Protein Biochemistry, Institute for Biochemistry, Freie Universität Berlin, Berlin, Germany.
Computational Molecular Biology Group, Institute for Mathematics, Freie Universität Berlin, Berlin, Germany.
Front Immunol. 2018 May 3;9:872. doi: 10.3389/fimmu.2018.00872. eCollection 2018.
The major histocompatibility complex of class II (MHCII) immunopeptidome represents the repertoire of antigenic peptides with the potential to activate CD4 T cells. An understanding of how the relative abundance of specific antigenic epitopes affects the outcome of T cell responses is an important aspect of adaptive immunity and offers a venue to more rationally tailor T cell activation in the context of disease. Recent advances in mass spectrometric instrumentation, computational power, labeling strategies, and software analysis have enabled an increasing number of stratified studies on HLA ligandomes, in the context of both basic and translational research. A key challenge in the case of MHCII immunopeptidomes, often determined for different samples at distinct conditions, is to derive quantitative information on consensus epitopes from antigenic peptides of variable lengths. Here, we present the design and benchmarking of a new algorithm [peptide landscape antigenic epitope alignment utility (PLAtEAU)] allowing the identification and label-free quantification (LFQ) of shared consensus epitopes arising from series of nested peptides. The algorithm simplifies the complexity of the dataset while allowing the identification of nested peptides within relatively short segments of protein sequences. Moreover, we apply this algorithm to the comparison of the ligandomes of cell lines with two different expression levels of the peptide-exchange catalyst HLA-DM. Direct comparison of LFQ intensities determined at the peptide level is inconclusive, as most of the peptides are not significantly enriched due to poor sampling. Applying the PLAtEAU algorithm for grouping of the peptides into consensus epitopes shows that more than half of the total number of epitopes is preferentially and significantly enriched for each condition. This simplification and deconvolution of the complex and ambiguous peptide-level dataset highlights the value of the PLAtEAU algorithm in facilitating robust and accessible quantitative analysis of immunopeptidomes across cellular contexts. analysis of the peptides enriched for each HLA-DM expression conditions suggests a higher affinity of the pool of peptides isolated from the high DM expression samples. Interestingly, our analysis reveals that while for certain autoimmune-relevant epitopes their presentation increases upon DM expression others are clearly edited out from the peptidome.

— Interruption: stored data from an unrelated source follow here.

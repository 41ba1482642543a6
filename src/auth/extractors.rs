use actix_web::dev::Payload;
use actix_web::{Error as ActixError, FromRequest, HttpMessage, HttpRequest};
use std::future::{ready, Ready};

use crate::auth::identity::{AuthenticatedUser, INVALID_CREDENTIALS_MESSAGE};
use crate::error::AppError;

/// Extracts the identity resolved by `AuthMiddleware` from request extensions.
///
/// Used on routes inside a scope wrapped by `AuthMiddleware`. Outside such a
/// scope there is no identity, and the request is rejected as unauthenticated.
impl FromRequest for AuthenticatedUser {
    type Error = ActixError;
    type Future = Ready<Result<Self, Self::Error>>;

    fn from_request(req: &HttpRequest, _payload: &mut Payload) -> Self::Future {
        match req.extensions().get::<AuthenticatedUser>().cloned() {
            Some(user) => ready(Ok(user)),
            None => {
                let err = AppError::Unauthorized(INVALID_CREDENTIALS_MESSAGE.into());
                ready(Err(err.into()))
            }
        }
    }
}
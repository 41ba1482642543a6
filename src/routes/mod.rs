pub mod auth;
pub mod health;
pub mod todos;

use crate::auth::AuthMiddleware;
use crate::error::AppError;
use actix_web::{middleware::DefaultHeaders, web};

/// Registers every route, plus the extractor configs that turn body and path
/// errors into `AppError` responses.
///
/// Expects a `web::Data<AppState>` to be registered on the `App`.
pub fn config(cfg: &mut web::ServiceConfig) {
    cfg.app_data(json_config())
        .app_data(path_config())
        .service(health::index)
        .service(health::health)
        .service(
            web::scope("/api")
                .service(
                    web::scope("/auth")
                        .service(auth::login)
                        .service(auth::register),
                )
                .service(
                    web::scope("/todos")
                        .wrap(AuthMiddleware)
                        .service(todos::list_todos)
                        .service(todos::create_todo)
                        .service(todos::get_todo)
                        .service(todos::update_todo)
                        .service(todos::complete_todo)
                        .service(todos::delete_todo),
                ),
        );
}

/// Security headers added to every response.
pub fn security_headers() -> DefaultHeaders {
    DefaultHeaders::new()
        .add(("X-Content-Type-Options", "nosniff"))
        .add(("X-Frame-Options", "DENY"))
        .add(("Referrer-Policy", "no-referrer"))
}

fn json_config() -> web::JsonConfig {
    web::JsonConfig::default()
        .error_handler(|err, _req| AppError::BadRequest(err.to_string()).into())
}

// Only todo routes take path parameters; an unparseable id is just another missing todo.
fn path_config() -> web::PathConfig {
    web::PathConfig::default().error_handler(|_err, _req| todos::todo_not_found().into())
}
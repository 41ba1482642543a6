pub mod extractors;
pub mod identity;
pub mod middleware;
pub mod password;
pub mod token;

use serde::{Deserialize, Serialize};
use validator::{Validate, ValidationError};

// Re-export necessary items
pub use identity::{resolve_identity, AuthenticatedUser};
pub use middleware::AuthMiddleware;
pub use password::{hash_password, verify_password};
pub use token::{Claims, TokenService};

/// Represents the payload for a user login request.
#[derive(Debug, Deserialize, Validate)]
pub struct LoginRequest {
    /// Must be a valid email format.
    #[validate(email)]
    pub email: String,
    pub password: String,
}

/// Represents the payload for a new user registration request.
#[derive(Debug, Deserialize, Validate)]
pub struct RegisterRequest {
    /// Email address for the new account; also the login key.
    #[validate(email)]
    pub email: String,
    /// At least 8 characters and at most 72 bytes once UTF-8 encoded.
    #[validate(length(min = 8, message = "Password must be at least 8 characters long"))]
    #[validate(custom = "validate_password_bytes")]
    pub password: String,
}

/// Response returned by a successful login.
#[derive(Debug, Serialize, Deserialize)]
pub struct AuthResponse {
    pub access_token: String,
    /// Always `"bearer"`.
    pub token_type: String,
}

impl AuthResponse {
    pub fn bearer(access_token: String) -> Self {
        Self {
            access_token,
            token_type: "bearer".to_string(),
        }
    }
}

fn validate_password_bytes(password: &str) -> Result<(), ValidationError> {
    if password.len() > password::BCRYPT_MAX_PASSWORD_BYTES {
        let mut err = ValidationError::new("password_length");
        err.message = Some("Password cannot be longer than 72 bytes".into());
        return Err(err);
    }
    Ok(())
}
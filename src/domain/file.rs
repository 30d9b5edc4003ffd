//! Data files, their per-version metadata, and file categories

use crate::domain::ids::{DataFileId, FileMetadataId, GlobalId, UserId};
use chrono::{DateTime, Utc};
use serde::{Deserialize, Serialize};
use std::fmt;
use std::str::FromStr;

/// Checksum algorithm recorded for stored content
#[derive(Debug, Clone, Copy, PartialEq, Eq, Serialize, Deserialize)]
pub enum ChecksumAlgorithm {
    #[serde(rename = "MD5")]
    Md5,
    #[serde(rename = "SHA-1")]
    Sha1,
    #[serde(rename = "SHA-256")]
    Sha256,
    #[serde(rename = "SHA-512")]
    Sha512,
}

impl fmt::Display for ChecksumAlgorithm {
    fn fmt(&self, f: &mut fmt::Formatter<'_>) -> fmt::Result {
        let s = match self {
            ChecksumAlgorithm::Md5 => "MD5",
            ChecksumAlgorithm::Sha1 => "SHA-1",
            ChecksumAlgorithm::Sha256 => "SHA-256",
            ChecksumAlgorithm::Sha512 => "SHA-512",
        };
        write!(f, "{s}")
    }
}

impl FromStr for ChecksumAlgorithm {
    type Err = String;

    fn from_str(s: &str) -> Result<Self, Self::Err> {
        match s.to_uppercase().replace('_', "-").as_str() {
            "MD5" => Ok(ChecksumAlgorithm::Md5),
            "SHA-1" | "SHA1" => Ok(ChecksumAlgorithm::Sha1),
            "SHA-256" | "SHA256" => Ok(ChecksumAlgorithm::Sha256),
            "SHA-512" | "SHA512" => Ok(ChecksumAlgorithm::Sha512),
            other => Err(format!("Unknown checksum algorithm: {other}")),
        }
    }
}

/// Stored content of a dataset
///
/// A file that has been part of a released version is never hard-deleted.
#[derive(Debug, Clone, PartialEq, Serialize, Deserialize)]
pub struct DataFile {
    pub id: DataFileId,
    pub content_type: String,
    pub size: u64,
    pub checksum_value: String,
    pub checksum_type: ChecksumAlgorithm,
    /// Universal numerical fingerprint, present for ingested tabular files
    pub unf: Option<String>,
    pub storage_identifier: String,
    /// Set when a version containing the file was released
    pub publication_date: Option<DateTime<Utc>>,
    /// `None` until the file has been persisted once
    pub create_date: Option<DateTime<Utc>>,
    pub creator: Option<UserId>,
    pub modification_time: Option<DateTime<Utc>>,
    pub global_id: Option<GlobalId>,
    pub global_id_create_time: Option<DateTime<Utc>>,
    pub identifier_registered: bool,
}

impl DataFile {
    pub fn new(content_type: impl Into<String>, size: u64, checksum_value: impl Into<String>) -> Self {
        let id = DataFileId::new();
        Self {
            id,
            content_type: content_type.into(),
            size,
            checksum_value: checksum_value.into(),
            checksum_type: ChecksumAlgorithm::Md5,
            unf: None,
            storage_identifier: format!("file://{id}"),
            publication_date: None,
            create_date: None,
            creator: None,
            modification_time: None,
            global_id: None,
            global_id_create_time: None,
            identifier_registered: false,
        }
    }

    pub fn with_unf(mut self, unf: impl Into<String>) -> Self {
        self.unf = Some(unf.into());
        self
    }

    pub fn with_checksum_type(mut self, checksum_type: ChecksumAlgorithm) -> Self {
        self.checksum_type = checksum_type;
        self
    }

    pub fn released_at(mut self, when: DateTime<Utc>) -> Self {
        self.publication_date = Some(when);
        self
    }

    pub fn is_released(&self) -> bool {
        self.publication_date.is_some()
    }

    pub fn is_tabular(&self) -> bool {
        self.unf.is_some()
    }
}

/// Version-specific attributes of a data file
#[derive(Debug, Clone, PartialEq, Eq, Serialize, Deserialize)]
pub struct FileMetadata {
    pub id: FileMetadataId,
    pub data_file_id: DataFileId,
    pub label: String,
    pub description: Option<String>,
    pub directory_label: Option<String>,
    pub restricted: bool,
}

impl FileMetadata {
    pub fn new(data_file_id: DataFileId, label: impl Into<String>) -> Self {
        Self {
            id: FileMetadataId::new(),
            data_file_id,
            label: label.into(),
            description: None,
            directory_label: None,
            restricted: false,
        }
    }

    /// Copy for a new draft version, with a fresh id
    pub fn copy_for_draft(&self) -> Self {
        Self {
            id: FileMetadataId::new(),
            ..self.clone()
        }
    }
}

/// Named tag grouping file metadata records of one dataset
#[derive(Debug, Clone, PartialEq, Eq, Serialize, Deserialize)]
pub struct DataFileCategory {
    pub name: String,
    pub file_metadata_ids: Vec<FileMetadataId>,
}

impl DataFileCategory {
    pub fn new(name: impl Into<String>) -> Self {
        Self {
            name: name.into(),
            file_metadata_ids: Vec::new(),
        }
    }

    pub fn contains(&self, id: &FileMetadataId) -> bool {
        self.file_metadata_ids.contains(id)
    }
}
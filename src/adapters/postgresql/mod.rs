//! PostgreSQL store
//!
//! Dataset aggregates as JSONB documents, plus relational tables for locks,
//! roles, users and notifications.

pub mod adapter;
pub mod client;
pub mod models;

pub use adapter::PostgreSQLAdapter;
pub use client::PostgreSQLClient;
pub use models::{PostgreSQLDataFile, PostgreSQLDataset};
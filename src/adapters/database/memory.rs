//! In-process store
//!
//! Implements every store trait over a single [`StoreState`] behind a tokio
//! `RwLock`. A commit is one write section, so it is atomic with respect to
//! every other store call. Used by tests and for local trials.

use crate::adapters::database::traits::{
    DatasetStore, LockStore, NotificationQuery, NotificationStore, UnitOfWork,
};
use crate::domain::user::permissions_of;
use crate::domain::{
    AuthenticatedUser, DataFile, DataFileId, Dataset, DatasetId, DatasetLock, GlobalId, LockFilter,
    LockReason, NotificationId, PersistenceError, Permission, Result, Role, RoleAssignment, UserId,
    UserNotification, VersionId,
};
use async_trait::async_trait;
use chrono::{DateTime, Utc};
use std::collections::{BTreeMap, BTreeSet};
use std::sync::atomic::{AtomicUsize, Ordering};
use tokio::sync::RwLock;

/// Everything the memory store holds
#[derive(Debug, Clone, Default, PartialEq)]
pub struct StoreState {
    pub datasets: BTreeMap<DatasetId, Dataset>,
    pub locks: BTreeMap<(DatasetId, LockReason), DatasetLock>,
    /// Secondary index: holder → locked (dataset, reason) keys
    pub locks_by_user: BTreeMap<UserId, BTreeSet<(DatasetId, LockReason)>>,
    pub users: BTreeMap<UserId, AuthenticatedUser>,
    pub roles: Vec<RoleAssignment>,
    pub version_users: BTreeMap<(VersionId, UserId), DateTime<Utc>>,
    pub notifications: BTreeMap<NotificationId, UserNotification>,
    /// Last value handed out by the identifier sequence
    pub identifier_sequence: i64,
    /// Data files removed by commits, in order
    pub hard_deleted_files: Vec<DataFileId>,
}

impl StoreState {
    fn global_id_in_use(&self, global_id: &GlobalId, except: Option<&DatasetId>) -> bool {
        self.datasets.values().any(|ds| {
            if Some(&ds.id) == except {
                return false;
            }
            ds.global_id.as_ref() == Some(global_id)
                || ds.files.iter().any(|f| f.global_id.as_ref() == Some(global_id))
        })
    }

    fn unindex_lock(&mut self, lock: &DatasetLock) {
        if let Some(user) = lock.user_id {
            if let Some(keys) = self.locks_by_user.get_mut(&user) {
                keys.remove(&(lock.dataset_id, lock.reason));
                if keys.is_empty() {
                    self.locks_by_user.remove(&user);
                }
            }
        }
    }

    fn index_lock(&mut self, lock: &DatasetLock) {
        if let Some(user) = lock.user_id {
            self.locks_by_user
                .entry(user)
                .or_default()
                .insert((lock.dataset_id, lock.reason));
        }
    }
}

/// Store backed by process memory
#[derive(Debug)]
pub struct MemoryStore {
    state: RwLock<StoreState>,
    commits: AtomicUsize,
    sequence_enabled: bool,
}

impl MemoryStore {
    pub fn new() -> Self {
        Self {
            state: RwLock::new(StoreState::default()),
            commits: AtomicUsize::new(0),
            sequence_enabled: true,
        }
    }

    /// A store whose identifier sequence yields no values
    pub fn without_identifier_sequence() -> Self {
        Self {
            sequence_enabled: false,
            ..Self::new()
        }
    }

    /// Copy of the full state
    pub async fn snapshot(&self) -> StoreState {
        self.state.read().await.clone()
    }

    /// Number of successful commits so far
    pub fn commit_count(&self) -> usize {
        self.commits.load(Ordering::SeqCst)
    }

    /// Inserts a dataset as-is, bypassing commit checks
    pub async fn seed_dataset(&self, dataset: Dataset) {
        self.state.write().await.datasets.insert(dataset.id, dataset);
    }
}

impl Default for MemoryStore {
    fn default() -> Self {
        Self::new()
    }
}

#[async_trait]
impl DatasetStore for MemoryStore {
    async fn test_connection(&self) -> Result<()> {
        Ok(())
    }

    async fn ensure_schema(&self) -> Result<()> {
        Ok(())
    }

    async fn find_dataset(&self, id: &DatasetId) -> Result<Option<Dataset>> {
        Ok(self.state.read().await.datasets.get(id).cloned())
    }

    async fn find_dataset_by_global_id(&self, global_id: &GlobalId) -> Result<Option<Dataset>> {
        let state = self.state.read().await;
        Ok(state
            .datasets
            .values()
            .find(|ds| ds.global_id.as_ref() == Some(global_id))
            .cloned())
    }

    async fn find_data_file(&self, id: &DataFileId) -> Result<Option<(DatasetId, DataFile)>> {
        let state = self.state.read().await;
        Ok(state
            .datasets
            .values()
            .find_map(|ds| ds.file(id).map(|f| (ds.id, f.clone()))))
    }

    async fn commit(&self, work: UnitOfWork) -> Result<Dataset> {
        let mut state = self.state.write().await;

        work.check_against(state.datasets.get(&work.dataset.id))?;

        if let Some(ref gid) = work.dataset.global_id {
            if state.global_id_in_use(gid, Some(&work.dataset.id)) {
                return Err(PersistenceError::ConstraintViolation(format!(
                    "global id {gid} already belongs to another dataset"
                ))
                .into());
            }
        }

        let UnitOfWork {
            dataset,
            deleted_files,
        } = work;
        state.hard_deleted_files.extend(deleted_files);
        state.datasets.insert(dataset.id, dataset.clone());
        self.commits.fetch_add(1, Ordering::SeqCst);

        tracing::debug!(dataset_id = %dataset.id, "Committed dataset to memory store");
        Ok(dataset)
    }

    async fn is_identifier_locally_unique(&self, global_id: &GlobalId) -> Result<bool> {
        Ok(!self.state.read().await.global_id_in_use(global_id, None))
    }

    async fn next_identifier_sequence(&self) -> Result<Option<i64>> {
        if !self.sequence_enabled {
            return Ok(None);
        }
        let mut state = self.state.write().await;
        state.identifier_sequence += 1;
        Ok(Some(state.identifier_sequence))
    }

    async fn permissions_for(&self, user: &UserId, dataset: &DatasetId) -> Result<BTreeSet<Permission>> {
        let state = self.state.read().await;
        let roles: Vec<Role> = state
            .roles
            .iter()
            .filter(|a| a.user_id == *user && a.dataset_id == *dataset)
            .map(|a| a.role)
            .collect();
        Ok(permissions_of(&roles))
    }

    async fn assign_role(&self, assignment: RoleAssignment) -> Result<()> {
        let mut state = self.state.write().await;
        if !state.roles.contains(&assignment) {
            state.roles.push(assignment);
        }
        Ok(())
    }

    async fn touch_version_user(&self, version: &VersionId, user: &UserId, at: DateTime<Utc>) -> Result<()> {
        self.state
            .write()
            .await
            .version_users
            .insert((*version, *user), at);
        Ok(())
    }

    async fn find_all_local_dataset_ids(&self) -> Result<Vec<DatasetId>> {
        let state = self.state.read().await;
        Ok(state
            .datasets
            .values()
            .filter(|ds| !ds.harvested)
            .map(|ds| ds.id)
            .collect())
    }

    async fn set_last_export_time(&self, id: &DatasetId, at: DateTime<Utc>) -> Result<()> {
        let mut state = self.state.write().await;
        let ds = state
            .datasets
            .get_mut(id)
            .ok_or_else(|| PersistenceError::NotFound(format!("dataset {id}")))?;
        ds.last_export_time = Some(at);
        Ok(())
    }

    async fn find_user(&self, id: &UserId) -> Result<Option<AuthenticatedUser>> {
        Ok(self.state.read().await.users.get(id).cloned())
    }

    async fn save_user(&self, user: AuthenticatedUser) -> Result<()> {
        self.state.write().await.users.insert(user.id, user);
        Ok(())
    }
}

#[async_trait]
impl LockStore for MemoryStore {
    async fn add_lock_if_absent(&self, lock: DatasetLock) -> Result<DatasetLock> {
        let mut state = self.state.write().await;
        let key = (lock.dataset_id, lock.reason);
        if let Some(existing) = state.locks.get(&key) {
            return Ok(existing.clone());
        }
        state.index_lock(&lock);
        state.locks.insert(key, lock.clone());
        Ok(lock)
    }

    async fn remove_locks(&self, dataset: &DatasetId, reason: LockReason) -> Result<Vec<DatasetLock>> {
        let mut state = self.state.write().await;
        match state.locks.remove(&(*dataset, reason)) {
            Some(lock) => {
                state.unindex_lock(&lock);
                Ok(vec![lock])
            }
            None => Ok(Vec::new()),
        }
    }

    async fn list_locks(&self, filter: &LockFilter) -> Result<Vec<DatasetLock>> {
        let state = self.state.read().await;
        let mut locks: Vec<DatasetLock> = match (filter.user_id, filter.dataset_id) {
            (Some(user), _) => state
                .locks_by_user
                .get(&user)
                .into_iter()
                .flatten()
                .filter_map(|key| state.locks.get(key))
                .filter(|l| filter.matches(l))
                .cloned()
                .collect(),
            (None, Some(dataset)) => state
                .locks
                .range((dataset, LockReason::ALL[0])..)
                .take_while(|((d, _), _)| *d == dataset)
                .map(|(_, l)| l)
                .filter(|l| filter.matches(l))
                .cloned()
                .collect(),
            (None, None) => state
                .locks
                .values()
                .filter(|l| filter.matches(l))
                .cloned()
                .collect(),
        };
        locks.sort_by_key(|l| l.start_time);
        Ok(locks)
    }

    async fn update_lock(&self, lock: &DatasetLock) -> Result<()> {
        let mut state = self.state.write().await;
        let key = (lock.dataset_id, lock.reason);
        let Some(previous) = state.locks.get(&key).cloned() else {
            return Err(PersistenceError::NotFound(format!(
                "lock {} on dataset {}",
                lock.reason, lock.dataset_id
            ))
            .into());
        };
        state.unindex_lock(&previous);
        state.index_lock(lock);
        state.locks.insert(key, lock.clone());
        Ok(())
    }
}

#[async_trait]
impl NotificationStore for MemoryStore {
    async fn save_notification(&self, notification: UserNotification) -> Result<UserNotification> {
        self.state
            .write()
            .await
            .notifications
            .insert(notification.id, notification.clone());
        Ok(notification)
    }

    async fn find_notification(&self, id: &NotificationId) -> Result<Option<UserNotification>> {
        Ok(self.state.read().await.notifications.get(id).cloned())
    }

    async fn find_notifications(&self, query: &NotificationQuery) -> Result<Vec<UserNotification>> {
        let state = self.state.read().await;
        let mut found: Vec<UserNotification> = state
            .notifications
            .values()
            .filter(|n| query.matches(n))
            .cloned()
            .collect();
        found.sort_by(|a, b| b.send_date.cmp(&a.send_date));
        Ok(found)
    }

    async fn unread_count(&self, user: &UserId) -> Result<u64> {
        let query = NotificationQuery::UnreadByUser(*user);
        let state = self.state.read().await;
        Ok(state.notifications.values().filter(|n| query.matches(n)).count() as u64)
    }

    async fn mark_read(&self, id: &NotificationId) -> Result<()> {
        let mut state = self.state.write().await;
        let n = state
            .notifications
            .get_mut(id)
            .ok_or_else(|| PersistenceError::NotFound(format!("notification {id}")))?;
        n.read = true;
        Ok(())
    }

    async fn delete_notification(&self, id: &NotificationId) -> Result<()> {
        self.state.write().await.notifications.remove(id);
        Ok(())
    }
}
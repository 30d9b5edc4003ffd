//! Locks command implementation
//!
//! Lists dataset locks and releases stuck ones.

use super::{connect, load_checked};
use crate::core::locks::LockManager;
use crate::domain::{DatasetId, DatasetLock, LockFilter, LockReason, UserId};
use clap::{Args, Subcommand};

/// Arguments for the locks command
#[derive(Args, Debug)]
pub struct LocksArgs {
    #[command(subcommand)]
    pub action: LocksAction,
}

#[derive(Subcommand, Debug)]
pub enum LocksAction {
    /// List locks, optionally filtered
    List {
        #[arg(long)]
        dataset: Option<DatasetId>,

        #[arg(long)]
        reason: Option<LockReason>,

        #[arg(long)]
        user: Option<UserId>,
    },

    /// Remove every lock of one reason from a dataset
    Release {
        #[arg(long)]
        dataset: DatasetId,

        #[arg(long)]
        reason: LockReason,
    },
}

impl LocksArgs {
    /// Execute the locks command
    pub async fn execute(&self, config_path: &str) -> anyhow::Result<i32> {
        let config = match load_checked(config_path) {
            Ok(c) => c,
            Err(code) => return Ok(code),
        };
        let stores = match connect(&config).await {
            Ok(s) => s,
            Err(code) => return Ok(code),
        };
        let manager = LockManager::new(stores.locks);

        match &self.action {
            LocksAction::List { dataset, reason, user } => {
                let filter = LockFilter {
                    dataset_id: *dataset,
                    reason: *reason,
                    user_id: *user,
                };
                let locks = manager.list_locks(filter).await?;
                if locks.is_empty() {
                    println!("No locks found");
                }
                for lock in &locks {
                    println!("{}", Self::describe(lock));
                }
                Ok(0)
            }
            LocksAction::Release { dataset, reason } => {
                let removed = manager.remove_locks(*dataset, *reason).await?;
                tracing::info!(dataset_id = %dataset, reason = %reason, removed = removed.len(), "Locks released from CLI");
                println!("🔓 Released {} {} lock(s) on {}", removed.len(), reason, dataset);
                Ok(0)
            }
        }
    }

    fn describe(lock: &DatasetLock) -> String {
        format!(
            "{}  {:<22} since {}  user={}  {}",
            lock.dataset_id,
            lock.reason.as_str(),
            lock.start_time.format("%Y-%m-%d %H:%M:%S"),
            lock.user_id.map(|u| u.to_string()).unwrap_or_else(|| "-".into()),
            lock.info.as_deref().unwrap_or("")
        )
    }
}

主要组织相容性复合体 II(MHCII)免疫肽组代表了具有激活 CD4 T 细胞潜力的抗原肽库。了解特定抗原表位的相对丰度如何影响 T 细胞反应的结果是适应性免疫的一个重要方面,并为在疾病背景下更合理地调整 T 细胞激活提供了途径。质谱仪器、计算能力、标记策略和软件分析的最新进展使得 HLA 配体组在基础和转化研究方面的分层研究数量不断增加。在 MHCII 免疫肽组的情况下,一个关键挑战是从长度可变的抗原肽中得出共识表位的定量信息,这些免疫肽组通常是针对不同条件下的不同样本确定的。在这里,我们提出了一种新算法(肽景观抗原表位对齐实用程序(PLAtEU))的设计和基准测试,该算法允许从一系列嵌套肽中识别和无标记定量(LFQ)共享共识表位。该算法简化了数据集的复杂性,同时允许在相对较短的蛋白质序列段内识别嵌套肽。此外,我们将该算法应用于比较具有两种不同肽交换催化剂 HLA-DM 表达水平的细胞系的配体组。在肽水平上直接比较 LFQ 强度的结果是不确定的,因为由于采样不佳,大多数肽没有显著富集。应用 PLAtEU 算法将肽分组为共识表位表明,超过一半的总表位数对于每种条件都是优先且显著富集的。这种对复杂且模糊的肽水平数据集的简化和解卷积突出了 PLAtEU 算法在促进跨细胞背景下免疫肽组的稳健和可访问的定量分析方面的价值。对每种 HLA-DM 表达条件下富集的肽进行分析表明,从高 DM 表达样本中分离的肽池中肽的亲和力更高。有趣的是,我们的分析表明,虽然某些与自身免疫相关的表位在 DM 表达时会增加,但其他表位显然已从肽组中编辑掉了。